▶ _WORK REQUEST_
The output should be the records themselves, given again exactly.

▶ _DATA FOR THIS TASK_
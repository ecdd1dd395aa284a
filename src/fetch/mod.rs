use async_trait::async_trait;
use reqwest::Client;

use crate::{Result, TranscriptError};

/// A completed HTTP exchange as the extractors see it
#[derive(Debug, Clone, PartialEq, Eq)]
pub struct FetchedBody {
    pub status: u16,
    pub body: String,
}

impl FetchedBody {
    pub fn ok(body: impl Into<String>) -> Self {
        Self {
            status: 200,
            body: body.into(),
        }
    }

    pub fn is_success(&self) -> bool {
        (200..300).contains(&self.status)
    }
}

/// Network access used by the extractors
#[cfg_attr(test, mockall::automock)]
#[async_trait]
pub trait HttpFetcher: Send + Sync {
    /// GET a URL and return its status and body. Transport errors are `Err`; HTTP error
    /// statuses are returned as a normal [`FetchedBody`].
    async fn get(&self, url: &str) -> Result<FetchedBody>;
}

/// Fetch a URL and insist on a successful, non-empty body
pub async fn fetch_required(fetcher: &dyn HttpFetcher, url: &str) -> Result<String> {
    tracing::debug!("Fetching {}", url);
    let response = fetcher.get(url).await?;

    if !response.is_success() {
        return Err(TranscriptError::TranscriptFetchFailed {
            url: url.to_string(),
            reason: format!("HTTP {}", response.status),
        });
    }

    if response.body.trim().is_empty() {
        return Err(TranscriptError::EmptyTranscript {
            url: url.to_string(),
        });
    }

    Ok(response.body)
}

/// [`HttpFetcher`] backed by reqwest
pub struct ReqwestFetcher {
    client: Client,
}

impl ReqwestFetcher {
    pub fn new() -> Self {
        Self {
            client: Client::new(),
        }
    }

    pub fn with_client(client: Client) -> Self {
        Self { client }
    }
}

impl Default for ReqwestFetcher {
    fn default() -> Self {
        Self::new()
    }
}

#[async_trait]
impl HttpFetcher for ReqwestFetcher {
    async fn get(&self, url: &str) -> Result<FetchedBody> {
        let failed = |e: reqwest::Error| TranscriptError::TranscriptFetchFailed {
            url: url.to_string(),
            reason: e.to_string(),
        };

        let response = self.client.get(url).send().await.map_err(failed)?;
        let status = response.status().as_u16();
        let body = response.text().await.map_err(failed)?;

        Ok(FetchedBody { status, body })
    }
}

#[cfg(test)]
mod tests {
    use super::*;

    #[tokio::test]
    async fn test_fetch_required_returns_body() {
        let mut fetcher = MockHttpFetcher::new();
        fetcher
            .expect_get()
            .withf(|url| url == "https://example.test/a")
            .times(1)
            .returning(|_| Ok(FetchedBody::ok("<transcript/>")));

        let body = fetch_required(&fetcher, "https://example.test/a").await.unwrap();
        assert_eq!(body, "<transcript/>");
    }

    #[tokio::test]
    async fn test_fetch_required_rejects_error_status() {
        let mut fetcher = MockHttpFetcher::new();
        fetcher.expect_get().returning(|_| {
            Ok(FetchedBody {
                status: 404,
                body: "not found".into(),
            })
        });

        let err = fetch_required(&fetcher, "https://example.test/a").await.unwrap_err();
        assert!(matches!(
            err,
            TranscriptError::TranscriptFetchFailed { ref reason, .. } if reason == "HTTP 404"
        ));
    }

    #[tokio::test]
    async fn test_fetch_required_rejects_blank_body() {
        let mut fetcher = MockHttpFetcher::new();
        fetcher.expect_get().returning(|_| Ok(FetchedBody::ok("  \n")));

        let err = fetch_required(&fetcher, "https://example.test/a").await.unwrap_err();
        assert!(matches!(err, TranscriptError::EmptyTranscript { .. }));
    }
}
use async_trait::async_trait;

pub mod panel;
pub mod panel_opener;
pub mod player_response;
pub mod timedtext;

pub use panel::RenderedPanelSource;
pub use panel_opener::PanelOpenerSource;
pub use player_response::PlayerResponseSource;
pub use timedtext::TimedTextApiSource;

use crate::{Result, TranscriptError};

/// Transcript data exactly as one source produced it
#[derive(Debug, Clone, PartialEq, Eq)]
pub enum RawTranscriptPayload {
    /// Lines already in `[timestamp] text` form
    TimestampedText(String),
    /// Caption markup (timedtext XML) still to be parsed
    Markup(String),
}

impl RawTranscriptPayload {
    /// Classify untyped transcript text, e.g. a caption file read from disk
    pub fn detect(text: &str) -> Result<Self> {
        let trimmed = text.trim_start();

        if trimmed.starts_with('<') {
            return Ok(RawTranscriptPayload::Markup(text.to_string()));
        }

        match trimmed.lines().find(|line| !line.trim().is_empty()) {
            Some(first) if first.trim_start().starts_with('[') => {
                Ok(RawTranscriptPayload::TimestampedText(text.to_string()))
            }
            _ => Err(TranscriptError::UnknownFormat),
        }
    }

    pub fn format_name(&self) -> &'static str {
        match self {
            RawTranscriptPayload::TimestampedText(_) => "timestamped text",
            RawTranscriptPayload::Markup(_) => "caption markup",
        }
    }
}

/// One strategy for obtaining transcript data
#[async_trait]
pub trait TranscriptSource: Send + Sync {
    /// Short name used in logs
    fn name(&self) -> &'static str;

    /// Try this strategy. `Ok(None)` means it does not apply right now and the next
    /// strategy should run; `Err` aborts the acquisition.
    async fn attempt(&self, video_id: &str) -> Result<Option<RawTranscriptPayload>>;
}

▶ _PROBLEM SOLUTION_
repository ecdd1dd395aa284a
filename src/fetch/mod.rs
use async_trait::async_trait;
use reqwest::Client;

use crate::{Result, TranscriptError};

/// A completed HTTP exchange as the extractors see it
#[derive(Debug, Clone, PartialEq, Eq)]
pub struct FetchedBody {
    pub status: u16,
    pub body: String,
}

impl FetchedBody {
    pub fn ok(body: impl Into<String>) -> Self {
        Self {
            status: 200,
            body: body.into(),
        }
    }

    pub fn is_success(&self) -> bool {
        (200..300).contains(&self.status)
    }
}

/// Network access used by the extractors
#[cfg_attr(test, mockall::automock)]
#[async_trait]
pub trait HttpFetcher: Send + Sync {
    /// GET a URL and return its status and body. Transport errors are `Err`; HTTP error
    /// statuses are returned as a normal [`FetchedBody`].
    async fn get(&self, url: &str) -> Result<FetchedBody>;
}

/// Fetch a URL and insist on a successful, non-empty body
pub async fn fetch_required(fetcher: &dyn HttpFetcher, url: &str) -> Result<String> {
    tracing::debug!("Fetching {}", url);
    let response = fetcher.get(url).await?;

    if !response.is_success() {
        return Err(TranscriptError::TranscriptFetchFailed {
            url: url.to_string(),
            reason: format!("HTTP {}", response.status),
        });
    }

    if response.body.trim().is_empty() {
        return Err(TranscriptError::EmptyTranscript {
            url: url.to_string(),
        });
    }

    Ok(response.body)
}

/// [`HttpFetcher`] backed by reqwest
pub struct ReqwestFetcher {
    client: Client,
}

impl ReqwestFetcher {
    pub fn new() -> Self {
        Self {
            client: Client::new(),
        }
    }

    pub fn with_client(client: Client) -> Self {
        Self { client }
    }
}

impl Default for ReqwestFetcher {
    fn default() -> Self {
        Self::new()
    }
}

#[async_trait]
impl HttpFetcher for ReqwestFetcher {
    async fn get(&self, url: &str) -> Result<FetchedBody> {
        let failed = |e: reqwest::Error| TranscriptError::TranscriptFetchFailed {
            url: url.to_string(),
            reason: e.to_string(),
        };

        let response = self.client.get(url).send().await.map_err(failed)?;
        let status = response.status().as_u16();
        let body = response.text().await.map_err(failed)?;

        Ok(FetchedBody { status, body })
    }
}

#[cfg(test)]
mod tests {
    use super::*;

    #[tokio::test]
    async fn test_fetch_required_returns_body() {
        let mut fetcher = MockHttpFetcher::new();
        fetcher
            .expect_get()
            .withf(|url| url == "https://example.test/a")
            .times(1)
            .returning(|_| Ok(FetchedBody::ok("<transcript/>")));

        let body = fetch_required(&fetcher, "https://example.test/a").await.unwrap();
        assert_eq!(body, "<transcript/>");
    }

    #[tokio::test]
    async fn test_fetch_required_rejects_error_status() {
        let mut fetcher = MockHttpFetcher::new();
        fetcher.expect_get().returning(|_| {
            Ok(FetchedBody {
                status: 404,
                body: "not found".into(),
            })
        });

        let err = fetch_required(&fetcher, "https://example.test/a").await.unwrap_err();
        assert!(matches!(
            err,
            TranscriptError::TranscriptFetchFailed { ref reason, .. } if reason == "HTTP 404"
        ));
    }

    #[tokio::test]
    async fn test_fetch_required_rejects_blank_body() {
        let mut fetcher = MockHttpFetcher::new();
        fetcher.expect_get().returning(|_| Ok(FetchedBody::ok("  \n")));

        let err = fetch_required(&fetcher, "https://example.test/a").await.unwrap_err();
        assert!(matches!(err, TranscriptError::EmptyTranscript { .. }));
    }
}
use async_trait::async_trait;

pub mod panel;
pub mod panel_opener;
pub mod player_response;
pub mod timedtext;

pub use panel::RenderedPanelSource;
pub use panel_opener::PanelOpenerSource;
pub use player_response::PlayerResponseSource;
pub use timedtext::TimedTextApiSource;

use crate::{Result, TranscriptError};

/// Transcript data exactly as one source produced it
#[derive(Debug, Clone, PartialEq, Eq)]
pub enum RawTranscriptPayload {
    /// Lines already in `[timestamp] text` form
    TimestampedText(String),
    /// Caption markup (timedtext XML) still to be parsed
    Markup(String),
}

impl RawTranscriptPayload {
    /// Classify untyped transcript text, e.g. a caption file read from disk
    pub fn detect(text: &str) -> Result<Self> {
        let trimmed = text.trim_start();

        if trimmed.starts_with('<') {
            return Ok(RawTranscriptPayload::Markup(text.to_string()));
        }

        match trimmed.lines().find(|line| !line.trim().is_empty()) {
            Some(first) if first.trim_start().starts_with('[') => {
                Ok(RawTranscriptPayload::TimestampedText(text.to_string()))
            }
            _ => Err(TranscriptError::UnknownFormat),
        }
    }

    pub fn format_name(&self) -> &'static str {
        match self {
            RawTranscriptPayload::TimestampedText(_) => "timestamped text",
            RawTranscriptPayload::Markup(_) => "caption markup",
        }
    }
}

/// One strategy for obtaining transcript data
#[async_trait]
pub trait TranscriptSource: Send + Sync {
    /// Short name used in logs
    fn name(&self) -> &'static str;

    /// Try this strategy. `Ok(None)` means it does not apply right now and the next
    /// strategy should run; `Err` aborts the acquisition.
    async fn attempt(&self, video_id: &str) -> Result<Option<RawTranscriptPayload>>;
}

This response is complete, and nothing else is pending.